Этот «младоплатонизм» отвечает некоей прирожденной интуиции человека о том, что мира два: один — как бы не совсем настоящий, а другой — совсем настоящий. И тот, который мы непосредственно созерцаем, — это не совсем настоящий мир. Должен быть какой-то другой, истинный. Это врожденное свойство человека — предполагать существование иного, истинного мира, с этим ничего не поделаешь, пишет Бибихин. Да и делать не надо. Остается только спрашивать: откуда мы знаем, что есть какой-то еще мир, кроме того, что мы видим?

Так вот, «младоплатонизм» состоит в том, что этот другой, настоящий мир должен быть построен как некоторая система смыслов, отношений, которые объясняют и создают в голове правильную картину мира, и она должна стать обязательной для всех. Этот «другой мир» может называться, допустим, «мировоззрением» («марксистско-ленинское мировоззрение», которым должен был обладать каждый житель нашей страны), но никакого воззрения на мир в этом отношении нет, наоборот: это отмена всякого воззрения, открытого взгляда на мир и замещение его «правильным» образом мира.
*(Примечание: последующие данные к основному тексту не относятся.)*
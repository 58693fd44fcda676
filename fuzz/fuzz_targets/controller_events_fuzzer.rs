//! Fuzz target for the connection controller
//!
//! Drive the controller with arbitrary event and timer sequences (HIGH
//! priority)
//!
//! # Strategy
//!
//! - Steps: every session event kind, pending and stale timer fires, status
//!   flips
//! - Rehooks: occasionally hook again mid-sequence to reset the controller
//! - Close codes: arbitrary u16 values, so 4004 logouts appear among drops
//!
//! # Invariants
//!
//! - At most one reconnect timer is live, and it is the controller's pending
//!   one
//! - Initialization runs at most once per hook, always before the chat screen
//! - Nothing switches screens after the login prompt
//! - The loading screen never follows Connected without an intervening
//!   disconnect

#![no_main]

use arbitrary::Arbitrary;
use gatewatch_app::Screen;
use gatewatch_harness::{InvariantRegistry, SimDriver, Step};
use libfuzzer_sys::fuzz_target;

#[derive(Debug, Clone, Arbitrary)]
enum FuzzOp {
    Step(Step),
    Rehook,
}

fuzz_target!(|ops: Vec<FuzzOp>| {
    // SimDriver asserts every standard invariant after each step
    let mut driver = SimDriver::new().with_invariants(InvariantRegistry::standard());
    driver.hook();

    for op in ops {
        match op {
            FuzzOp::Step(step) => {
                driver.apply(step);
            },
            FuzzOp::Rehook => {
                driver.hook();
                assert_eq!(driver.controller().screen(), Some(Screen::Loading));
            },
        }
    }
});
Для человека, не защищенного собственной независимой душевной работой, такая предложенная ему картина мира обладает невероятной силой. Я с детства видела, что такое идеологически обработанный, идеологически вооруженный советский человек, это поразительно. Он видит какое-то явление — но он видит сразу же не его, а его истолкование, он заранее знает, что это такое, он знает, как это следует понимать. Допустим, это не новый роман Пастернака, а вылазки классового врага или еще что-нибудь из идеологического арсенала. Такого человека ничем с толку не собьешь. У него все готово.

Идеология в своем развитом виде — это когда человеку заменяют непосредственное, личное восприятие вещей готовой схемой того, что «на самом деле» происходит. Все у него в голове уже заранее интерпретировано, нового быть не может. Он никогда не будет поражен по-настоящему. Он никогда не придет в замешательство — в то самое замешательство, в котором душа возрождается, которое и есть духовный опыт. Вот что так драгоценно для о. Александра: когда человека что-то застигает, что-то заставляет его отказаться от всего, что он считал до этого верным.

Вот здесь мы и чувствуем: что-то случилось, произошла встреча души с Великим. И идеология — это, на самом деле, защита человека от такой встречи с Богом, где тебе придется что-то узнать и что-то передумать: совершить поступок. Здесь, в мире идеологии, ничего не может случиться, все благополучно, все нам заранее известно. Вот что страшно в идеологии: она отменяет внутреннюю жизнь человека, она его «защищает» от живой истины.